Note that you can vary code generation flags from file to file, so
performance-critical files will use maximum optimization, whereas
other files will be optimized for size.
To optimize even more, option -mregparm=2 and/or corresponding
function attribute might help, but might pose lots of problems when
linking to foreign code, including the libc. There are ways to
correctly declare foreign functions so the right call sequences be
generated, or you might want to recompile the foreign libraries to use
the same register-based calling convention...

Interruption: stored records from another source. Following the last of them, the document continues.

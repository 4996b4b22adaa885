// Ultralytics 🚀 AGPL-3.0 License - https://ultralytics.com/license

//! Colored console logging shared by the library and the CLI.

use std::sync::atomic::{AtomicBool, Ordering};

/// Global verbosity flag.
static VERBOSE: AtomicBool = AtomicBool::new(true);

/// Set the global verbosity flag.
pub fn set_verbose(verbose: bool) {
    VERBOSE.store(verbose, Ordering::Relaxed);
}

/// Check if verbose output is enabled.
pub fn is_verbose() -> bool {
    VERBOSE.load(Ordering::Relaxed)
}

/// Macro for standard info messages.
#[macro_export]
macro_rules! info {
    ($($arg:tt)*) => {{
        println!("{}", format!($($arg)*));
    }}
}

/// Macro for warning messages.
#[macro_export]
macro_rules! warn {
    ($($arg:tt)*) => {{
        use colored::Colorize;
        eprintln!("{} {}", "WARNING ⚠️".yellow().bold(), format!($($arg)*));
    }}
}

/// Macro for error messages.
#[macro_export]
macro_rules! error {
    ($($arg:tt)*) => {{
        use colored::Colorize;
        eprintln!("{} {}", "Error:".red().bold(), format!($($arg)*));
    }}
}

/// Macro for success messages.
#[macro_export]
macro_rules! success {
    ($($arg:tt)*) => {{
        use colored::Colorize;
        if $crate::cli::logging::is_verbose() {
            println!("{} {}", "✅".green(), format!($($arg)*));
        }
    }}
}

/// Macro for verbose messages.
#[macro_export]
macro_rules! verbose {
    ($($arg:tt)*) => {{
        if $crate::cli::logging::is_verbose() {
            println!("{}", format!($($arg)*));
        }
    }}
}

/// Macro for section headers.
#[macro_export]
macro_rules! section {
    ($($arg:tt)*) => {{
        use colored::Colorize;
        if $crate::cli::logging::is_verbose() {
            println!();
            println!("{}", format!($($arg)*).cyan().bold());
        }
    }}
}

#[cfg(test)]
mod tests {
    use super::*;

    #[test]
    fn test_verbosity_toggle() {
        // Default is true
        set_verbose(true);
        assert!(is_verbose());

        set_verbose(false);
        assert!(!is_verbose());

        set_verbose(true);
        assert!(is_verbose());
    }
}
// Ultralytics 🚀 AGPL-3.0 License - https://ultralytics.com/license

//! Labeled dataset discovery.
//!
//! A dataset root is laid out as `root/subject/label/image`. Subjects and
//! labels are directories; images are recognised by extension. Everything is
//! listed in sorted order so image indices, and therefore output names, are
//! stable across runs.

use std::path::{Path, PathBuf};

use crate::error::{PostureError, Result};
use crate::label::Label;

/// Extensions treated as source images.
pub const IMAGE_EXTENSIONS: [&str; 8] = ["jpg", "jpeg", "png", "bmp", "gif", "webp", "tiff", "tif"];

/// Check if a path is an image file based on extension.
#[must_use]
pub fn is_image_file(path: &Path) -> bool {
    path.extension().is_some_and(|ext| {
        let ext = ext.to_string_lossy().to_lowercase();
        IMAGE_EXTENSIONS.contains(&ext.as_str())
    })
}

/// One label directory of one subject.
#[derive(Debug, Clone, PartialEq, Eq)]
pub struct LabelDir {
    /// Directory name, e.g. `hunched`.
    pub name: String,
    /// Image files in sorted order.
    pub images: Vec<PathBuf>,
}

/// One subject directory and its labels.
#[derive(Debug, Clone, PartialEq, Eq)]
pub struct Subject {
    /// Directory name.
    pub name: String,
    /// Label directories in sorted order.
    pub labels: Vec<LabelDir>,
}

/// A single image to process.
#[derive(Debug, Clone, PartialEq, Eq)]
pub struct WorkItem {
    /// Subject directory name.
    pub subject: String,
    /// Label directory name.
    pub label: String,
    /// Source image path.
    pub path: PathBuf,
    /// Position of the image in its sorted label listing.
    pub index: usize,
}

impl WorkItem {
    /// Output directory for this item below `output_root`.
    #[must_use]
    pub fn output_dir(&self, output_root: &Path) -> PathBuf {
        output_root.join(&self.subject).join(&self.label)
    }
}

/// The scanned `subject/label/image` tree.
#[derive(Debug, Clone, PartialEq, Eq)]
pub struct DatasetLayout {
    root: PathBuf,
    subjects: Vec<Subject>,
}

/// Sorted directory entries matching `keep`.
fn sorted_entries(dir: &Path, keep: impl Fn(&Path) -> bool) -> Result<Vec<PathBuf>> {
    let mut paths: Vec<PathBuf> = std::fs::read_dir(dir)
        .map_err(PostureError::Io)?
        .filter_map(std::result::Result::ok)
        .map(|entry| entry.path())
        .filter(|path| keep(path))
        .collect();
    paths.sort();
    Ok(paths)
}

fn dir_name(path: &Path) -> String {
    path.file_name()
        .unwrap_or_default()
        .to_string_lossy()
        .to_string()
}

impl DatasetLayout {
    /// Scan a dataset root.
    ///
    /// Non-directories at the subject and label levels and non-image files at
    /// the image level are ignored.
    ///
    /// # Errors
    ///
    /// Returns [`PostureError::ConfigError`] if `root` is not a directory, or
    /// [`PostureError::Io`] if a listing fails.
    pub fn scan(root: impl AsRef<Path>) -> Result<Self> {
        let root = root.as_ref();
        if !root.is_dir() {
            return Err(PostureError::ConfigError(format!(
                "Not a directory: {}",
                root.display()
            )));
        }

        let mut subjects = Vec::new();
        for subject_dir in sorted_entries(root, Path::is_dir)? {
            let mut labels = Vec::new();
            for label_dir in sorted_entries(&subject_dir, Path::is_dir)? {
                let images = sorted_entries(&label_dir, |p| p.is_file() && is_image_file(p))?;
                labels.push(LabelDir {
                    name: dir_name(&label_dir),
                    images,
                });
            }
            subjects.push(Subject {
                name: dir_name(&subject_dir),
                labels,
            });
        }

        Ok(Self {
            root: root.to_path_buf(),
            subjects,
        })
    }

    /// Dataset root that was scanned.
    #[must_use]
    pub fn root(&self) -> &Path {
        &self.root
    }

    /// Subjects in sorted order.
    #[must_use]
    pub fn subjects(&self) -> &[Subject] {
        &self.subjects
    }

    /// Total number of images.
    #[must_use]
    pub fn image_count(&self) -> usize {
        self.subjects
            .iter()
            .flat_map(|s| &s.labels)
            .map(|l| l.images.len())
            .sum()
    }

    /// `(subject, label)` pairs in sorted order.
    pub fn label_dirs(&self) -> impl Iterator<Item = (&str, &str)> {
        self.subjects.iter().flat_map(|s| {
            s.labels
                .iter()
                .map(move |l| (s.name.as_str(), l.name.as_str()))
        })
    }

    /// `(subject, label)` pairs whose label is not a known posture [`Label`].
    ///
    /// Such directories are still processed, but the classifier cannot learn
    /// them.
    pub fn unknown_labels(&self) -> impl Iterator<Item = (&str, &str)> {
        self.label_dirs()
            .filter(|(_, label)| label.parse::<Label>().is_err())
    }

    /// Create `output_root/subject/label` for every label directory.
    ///
    /// Existing directories are left alone, so calling this twice is harmless.
    ///
    /// # Errors
    ///
    /// Returns [`PostureError::PersistenceError`] if a directory cannot be created.
    pub fn mirror_into(&self, output_root: impl AsRef<Path>) -> Result<()> {
        let output_root = output_root.as_ref();
        let create = |dir: &Path| {
            std::fs::create_dir_all(dir).map_err(|e| {
                PostureError::PersistenceError(format!(
                    "Failed to create directory {}: {e}",
                    dir.display()
                ))
            })
        };

        create(output_root)?;
        for subject in &self.subjects {
            create(&output_root.join(&subject.name))?;
            for label in &subject.labels {
                create(&output_root.join(&subject.name).join(&label.name))?;
            }
        }
        Ok(())
    }

    /// Flatten the tree into work items, in sorted order.
    #[must_use]
    pub fn work_items(&self) -> Vec<WorkItem> {
        self.subjects
            .iter()
            .flat_map(|s| {
                s.labels.iter().flat_map(move |l| {
                    l.images.iter().enumerate().map(move |(index, path)| WorkItem {
                        subject: s.name.clone(),
                        label: l.name.clone(),
                        path: path.clone(),
                        index,
                    })
                })
            })
            .collect()
    }
}

#[cfg(test)]
mod tests {
    use super::*;
    use std::fs;

    fn touch(path: &Path) {
        fs::write(path, b"x").unwrap();
    }

    fn build_tree() -> tempfile::TempDir {
        let dir = tempfile::tempdir().unwrap();
        let root = dir.path();
        for (subject, label) in [("alice", "good"), ("alice", "hunched"), ("bob", "left")] {
            fs::create_dir_all(root.join(subject).join(label)).unwrap();
        }
        touch(&root.join("alice/good/b.jpg"));
        touch(&root.join("alice/good/a.PNG"));
        touch(&root.join("alice/good/notes.txt"));
        touch(&root.join("alice/hunched/0.jpeg"));
        touch(&root.join("bob/left/x.webp"));
        touch(&root.join("stray.jpg"));
        touch(&root.join("alice/loose.jpg"));
        dir
    }

    #[test]
    fn test_is_image_file() {
        assert!(is_image_file(Path::new("a.jpg")));
        assert!(is_image_file(Path::new("a.TIF")));
        assert!(!is_image_file(Path::new("a.txt")));
        assert!(!is_image_file(Path::new("jpg")));
    }

    #[test]
    fn test_scan_sorted_and_filtered() {
        let dir = build_tree();
        let layout = DatasetLayout::scan(dir.path()).unwrap();

        let names: Vec<&str> = layout.subjects().iter().map(|s| s.name.as_str()).collect();
        assert_eq!(names, vec!["alice", "bob"]);
        assert_eq!(layout.image_count(), 4);

        let good = &layout.subjects()[0].labels[0];
        assert_eq!(good.name, "good");
        let files: Vec<String> = good.images.iter().map(|p| dir_name(p)).collect();
        assert_eq!(files, vec!["a.PNG", "b.jpg"]);
    }

    #[test]
    fn test_work_items_carry_listing_index() {
        let dir = build_tree();
        let items = DatasetLayout::scan(dir.path()).unwrap().work_items();
        assert_eq!(items.len(), 4);
        assert_eq!((items[0].label.as_str(), items[0].index), ("good", 0));
        assert_eq!((items[1].label.as_str(), items[1].index), ("good", 1));
        assert_eq!((items[2].label.as_str(), items[2].index), ("hunched", 0));
        assert_eq!(items[3].subject, "bob");
        assert_eq!(
            items[3].output_dir(Path::new("/out")),
            PathBuf::from("/out/bob/left")
        );
    }

    #[test]
    fn test_mirror_is_idempotent() {
        let dir = build_tree();
        let out = tempfile::tempdir().unwrap();
        let target = out.path().join("processed");
        let layout = DatasetLayout::scan(dir.path()).unwrap();

        layout.mirror_into(&target).unwrap();
        layout.mirror_into(&target).unwrap();

        assert!(target.join("alice/good").is_dir());
        assert!(target.join("alice/hunched").is_dir());
        assert!(target.join("bob/left").is_dir());
        assert_eq!(layout.label_dirs().count(), 3);
    }

    #[test]
    fn test_unknown_labels() {
        let dir = build_tree();
        fs::create_dir_all(dir.path().join("bob/Slouch")).unwrap();
        touch(&dir.path().join("bob/Slouch/s.jpg"));
        fs::create_dir_all(dir.path().join("bob/GOOD")).unwrap();
        let layout = DatasetLayout::scan(dir.path()).unwrap();

        let unknown: Vec<(&str, &str)> = layout.unknown_labels().collect();
        assert_eq!(unknown, vec![("bob", "Slouch")]);
    }

    #[test]
    fn test_scan_rejects_missing_root() {
        assert!(matches!(
            DatasetLayout::scan("/definitely/not/here"),
            Err(PostureError::ConfigError(_))
        ));
    }
}
// Ultralytics 🚀 AGPL-3.0 License - https://ultralytics.com/license

//! ONNX Runtime backed model collaborators.
//!
//! [`YoloPoseEstimator`] runs a YOLO-pose export (`[1, 4 + nc + 51, N]`
//! output) and keeps only the highest-scoring person. [`OnnxClassifier`] runs
//! the posture classifier on skeleton rasters.

use std::path::Path;
use std::sync::Mutex;

use image::imageops::FilterType;
use image::{DynamicImage, GenericImageView};
use ndarray::{Array2, Array4, s};
use ort::session::Session;
use ort::session::builder::GraphOptimizationLevel;
use ort::value::TensorRef;

use crate::error::{PostureError, Result};
use crate::model::{Classifier, PoseEstimator};
use crate::pose::{NUM_KEYPOINTS, Pose};
use crate::visualizer::SkeletonRaster;

/// Default square input size of YOLO-pose exports.
pub const DEFAULT_IMGSZ: u32 = 640;

/// Letterbox padding value (gray).
const PAD_VALUE: u8 = 114;

/// Values per keypoint in the raw output (x, y, confidence).
const KPT_DIM: usize = 3;

/// ONNX session plus the tensor names it was exported with.
struct OnnxSession {
    session: Mutex<Session>,
    input_name: String,
    output_name: String,
}

impl OnnxSession {
    fn load(path: &Path) -> Result<Self> {
        if !path.exists() {
            return Err(PostureError::ModelLoadError(format!(
                "Model file not found: {}",
                path.display()
            )));
        }

        let session = Session::builder()
            .map_err(|e| PostureError::ModelLoadError(format!("Failed to create session builder: {e}")))?
            .with_optimization_level(GraphOptimizationLevel::Level3)
            .map_err(|e| PostureError::ModelLoadError(format!("Failed to set optimization level: {e}")))?
            .commit_from_file(path)
            .map_err(|e| PostureError::ModelLoadError(format!("Failed to load model: {e}")))?;

        let input_name = session
            .inputs
            .first()
            .map_or_else(|| "images".to_string(), |i| i.name.clone());
        let output_name = session
            .outputs
            .first()
            .map(|o| o.name.clone())
            .ok_or_else(|| PostureError::ModelLoadError("Model has no outputs".to_string()))?;

        Ok(Self {
            session: Mutex::new(session),
            input_name,
            output_name,
        })
    }

    /// Run the model on one input tensor and return the first output.
    fn run(&self, input: &Array4<f32>) -> Result<(Vec<f32>, Vec<usize>)> {
        let input_contiguous = input.as_standard_layout();
        let input_tensor = TensorRef::from_array_view(&input_contiguous)
            .map_err(|e| PostureError::InferenceError(format!("Failed to create input tensor: {e}")))?;

        let mut session = self
            .session
            .lock()
            .map_err(|_| PostureError::InferenceError("Session lock poisoned".to_string()))?;
        let outputs = session
            .run(ort::inputs![&self.input_name => input_tensor])
            .map_err(|e| PostureError::InferenceError(format!("Inference failed: {e}")))?;

        let output = outputs.get(self.output_name.as_str()).ok_or_else(|| {
            PostureError::InferenceError(format!("Output '{}' not found", self.output_name))
        })?;
        let (shape, data) = output
            .try_extract_tensor::<f32>()
            .map_err(|e| PostureError::InferenceError(format!("Failed to extract output: {e}")))?;

        #[allow(clippy::cast_possible_truncation, clippy::cast_sign_loss)]
        let shape_vec: Vec<usize> = shape.iter().map(|&d| d.max(0) as usize).collect();
        Ok((data.to_vec(), shape_vec))
    }
}

/// Letterbox transform applied to a source image.
#[derive(Debug, Clone, PartialEq)]
pub struct Letterbox {
    /// NCHW tensor, normalized to `[0, 1]`.
    pub tensor: Array4<f32>,
    /// Original image dimensions (height, width).
    pub orig_shape: (u32, u32),
    /// Scale factors applied (`scale_y`, `scale_x`).
    pub scale: (f32, f32),
    /// Padding applied (`pad_top`, `pad_left`).
    pub padding: (f32, f32),
}

impl Letterbox {
    /// Map a point from letterboxed model space back to source pixels,
    /// clamped to the source image.
    #[must_use]
    pub fn unmap(&self, x: f32, y: f32) -> (f32, f32) {
        let (scale_y, scale_x) = self.scale;
        let (pad_top, pad_left) = self.padding;
        let (oh, ow) = self.orig_shape;
        #[allow(clippy::cast_precision_loss)]
        let (oh, ow) = (oh as f32, ow as f32);
        (
            ((x - pad_left) / scale_x).clamp(0.0, ow),
            ((y - pad_top) / scale_y).clamp(0.0, oh),
        )
    }
}

/// Aspect-preserving resize into a `size × size` canvas padded with gray.
#[must_use]
pub fn letterbox(image: &DynamicImage, size: u32) -> Letterbox {
    let (orig_w, orig_h) = image.dimensions();
    #[allow(clippy::cast_precision_loss)]
    let (fw, fh, fs) = (orig_w.max(1) as f32, orig_h.max(1) as f32, size as f32);

    let scale = (fs / fh).min(fs / fw);
    #[allow(clippy::cast_possible_truncation, clippy::cast_sign_loss)]
    let new_w = ((fw * scale).round() as u32).clamp(1, size);
    #[allow(clippy::cast_possible_truncation, clippy::cast_sign_loss)]
    let new_h = ((fh * scale).round() as u32).clamp(1, size);
    let pad_left = (size - new_w) / 2;
    let pad_top = (size - new_h) / 2;

    let resized = image::imageops::resize(&image.to_rgb8(), new_w, new_h, FilterType::Triangle);

    let side = size as usize;
    let mut tensor = Array4::from_elem((1, 3, side, side), f32::from(PAD_VALUE) / 255.0);
    for (x, y, pixel) in resized.enumerate_pixels() {
        let (tx, ty) = ((x + pad_left) as usize, (y + pad_top) as usize);
        for c in 0..3 {
            tensor[[0, c, ty, tx]] = f32::from(pixel[c]) / 255.0;
        }
    }

    #[allow(clippy::cast_precision_loss)]
    let scale = (new_h as f32 / fh, new_w as f32 / fw);
    #[allow(clippy::cast_precision_loss)]
    let padding = (pad_top as f32, pad_left as f32);

    Letterbox {
        tensor,
        orig_shape: (orig_h, orig_w),
        scale,
        padding,
    }
}

/// Decode raw YOLO-pose output into the single best pose.
///
/// Accepts `[1, features, preds]` and `[1, preds, features]` layouts. The
/// best candidate's box confidence becomes the presence score; keypoints are
/// mapped back through `letterbox`. No candidates yields [`Pose::empty`].
#[must_use]
pub fn decode_pose(output: &[f32], output_shape: &[usize], letterbox: &Letterbox) -> Pose {
    let kpt_features = NUM_KEYPOINTS * KPT_DIM;
    let min_features = 4 + 1 + kpt_features;

    let (a, b) = match output_shape {
        [_, a, b] | [a, b] => (*a, *b),
        _ => return Pose::empty(),
    };
    if output.is_empty() || a == 0 || b == 0 || output.len() != a * b {
        return Pose::empty();
    }

    // Feature-major unless the second axis is the one that can hold a pose.
    let feature_major = a >= min_features && (b < min_features || a <= b);
    let (num_preds, features, transposed) = if feature_major {
        (b, a, false)
    } else {
        (a, b, true)
    };
    if features < min_features {
        return Pose::empty();
    }

    let Ok(raw) = Array2::from_shape_vec((a, b), output.to_vec()) else {
        return Pose::empty();
    };
    let preds = if transposed { raw } else { raw.t().to_owned() };

    let num_classes = features - 4 - kpt_features;
    let best = (0..num_preds)
        .map(|i| {
            let score = preds
                .slice(s![i, 4..4 + num_classes])
                .iter()
                .copied()
                .filter(|v| !v.is_nan())
                .fold(0.0_f32, f32::max);
            (i, score)
        })
        .fold(None, |best: Option<(usize, f32)>, (i, score)| match best {
            Some((_, b)) if b >= score => best,
            _ => Some((i, score)),
        });

    let Some((row, score)) = best else {
        return Pose::empty();
    };

    let kpt_start = 4 + num_classes;
    let mut rows = [[0.0_f32; 3]; NUM_KEYPOINTS];
    for (k, out) in rows.iter_mut().enumerate() {
        let offset = kpt_start + k * KPT_DIM;
        let (x, y) = letterbox.unmap(preds[[row, offset]], preds[[row, offset + 1]]);
        let conf = preds[[row, offset + 2]];
        *out = [x, y, if conf.is_nan() { 0.0 } else { conf }];
    }
    Pose::from_rows(score, &rows)
}

/// YOLO-pose ONNX model used as a single-person pose estimator.
///
/// # Example
///
/// ```no_run
/// use posture_skeleton::model::PoseEstimator;
/// use posture_skeleton::onnx::YoloPoseEstimator;
///
/// let estimator = YoloPoseEstimator::load("yolo11n-pose.onnx")?;
/// let image = image::open("person.jpg").expect("image");
/// let pose = estimator.estimate(&image)?;
/// println!("presence {:.2}", pose.score);
/// # Ok::<(), posture_skeleton::PostureError>(())
/// ```
pub struct YoloPoseEstimator {
    session: OnnxSession,
    imgsz: u32,
}

impl YoloPoseEstimator {
    /// Load a YOLO-pose model from an ONNX file.
    ///
    /// # Errors
    ///
    /// Returns [`PostureError::ModelLoadError`] if the file is missing or invalid.
    pub fn load(path: impl AsRef<Path>) -> Result<Self> {
        Ok(Self {
            session: OnnxSession::load(path.as_ref())?,
            imgsz: DEFAULT_IMGSZ,
        })
    }

    /// Override the square input size the model was exported with.
    #[must_use]
    pub const fn with_imgsz(mut self, imgsz: u32) -> Self {
        self.imgsz = imgsz;
        self
    }

    /// Model input size.
    #[must_use]
    pub const fn imgsz(&self) -> u32 {
        self.imgsz
    }
}

impl PoseEstimator for YoloPoseEstimator {
    fn estimate(&self, image: &DynamicImage) -> Result<Pose> {
        let prepared = letterbox(image, self.imgsz);
        let (output, shape) = self.session.run(&prepared.tensor)?;
        Ok(decode_pose(&output, &shape, &prepared))
    }
}

impl std::fmt::Debug for YoloPoseEstimator {
    fn fmt(&self, f: &mut std::fmt::Formatter<'_>) -> std::fmt::Result {
        f.debug_struct("YoloPoseEstimator")
            .field("imgsz", &self.imgsz)
            .field("input", &self.session.input_name)
            .finish()
    }
}

/// Posture classifier exported to ONNX.
///
/// Takes a `[1, S, S, 3]` raster of raw 0-255 values and returns one score per
/// label.
pub struct OnnxClassifier {
    session: OnnxSession,
}

impl OnnxClassifier {
    /// Load the classifier from an ONNX file.
    ///
    /// # Errors
    ///
    /// Returns [`PostureError::ModelLoadError`] if the file is missing or invalid.
    pub fn load(path: impl AsRef<Path>) -> Result<Self> {
        Ok(Self {
            session: OnnxSession::load(path.as_ref())?,
        })
    }
}

impl Classifier for OnnxClassifier {
    fn predict(&self, raster: &SkeletonRaster) -> Result<Vec<f32>> {
        let (output, _) = self.session.run(&raster.to_tensor()?)?;
        Ok(output)
    }
}

impl std::fmt::Debug for OnnxClassifier {
    fn fmt(&self, f: &mut std::fmt::Formatter<'_>) -> std::fmt::Result {
        f.debug_struct("OnnxClassifier")
            .field("input", &self.session.input_name)
            .finish()
    }
}
// Ultralytics 🚀 AGPL-3.0 License - https://ultralytics.com/license

//! Small numeric and formatting helpers.

/// Simple English pluralization.
#[must_use]
pub fn pluralize(word: &str) -> String {
    if word.ends_with('s') || word.ends_with("ch") || word.ends_with("sh") {
        format!("{word}es")
    } else if word.ends_with('y') && !word.ends_with("ey") && !word.ends_with("ay") {
        format!("{}ies", &word[..word.len() - 1])
    } else {
        format!("{word}s")
    }
}

/// `"1 image"`, `"3 images"`.
#[must_use]
pub fn count_noun(count: usize, word: &str) -> String {
    if count == 1 {
        format!("{count} {word}")
    } else {
        format!("{count} {}", pluralize(word))
    }
}

/// Turn raw classifier scores into probabilities.
///
/// NaN scores become zero. Scores that already sum to roughly one are kept as
/// they are; anything else is treated as logits and softmax-normalized.
#[must_use]
pub fn to_probabilities(scores: &[f32]) -> Vec<f32> {
    let probs: Vec<f32> = scores
        .iter()
        .map(|&v| if v.is_nan() { 0.0 } else { v })
        .collect();

    let sum: f32 = probs.iter().sum();
    if probs.is_empty() || (sum - 1.0).abs() <= 0.1 {
        return probs;
    }

    let max_val = probs.iter().copied().fold(f32::NEG_INFINITY, f32::max);
    let exp_vals: Vec<f32> = probs.iter().map(|&v| (v - max_val).exp()).collect();
    let exp_sum: f32 = exp_vals.iter().sum();
    if exp_sum > 0.0 {
        exp_vals.iter().map(|&v| v / exp_sum).collect()
    } else {
        probs
    }
}

/// Index and value of the largest element. Ties keep the first index.
#[must_use]
pub fn argmax(values: &[f32]) -> Option<(usize, f32)> {
    values
        .iter()
        .copied()
        .enumerate()
        .fold(None, |best, (i, v)| match best {
            Some((_, b)) if b >= v => best,
            _ => Some((i, v)),
        })
}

Note that you can add make these flags the default by editing file
/usr/lib/gcc-lib/i486-linux/2.7.2.3/specs or wherever that is on your
system (better not add -W -Wall there, though). The exact location of
the GCC specs files on your system can be found by asking gcc -v.
3.2. GAS
GAS is the GNU Assembler, that GCC relies upon.
3.2.1. Where to find it
Find it at the same place where you found GCC, in a package named
binutils.
The latest version is available from HJLu at
<
ftp://ftp.varesearch.com/pub/support/hjl/binutils/>.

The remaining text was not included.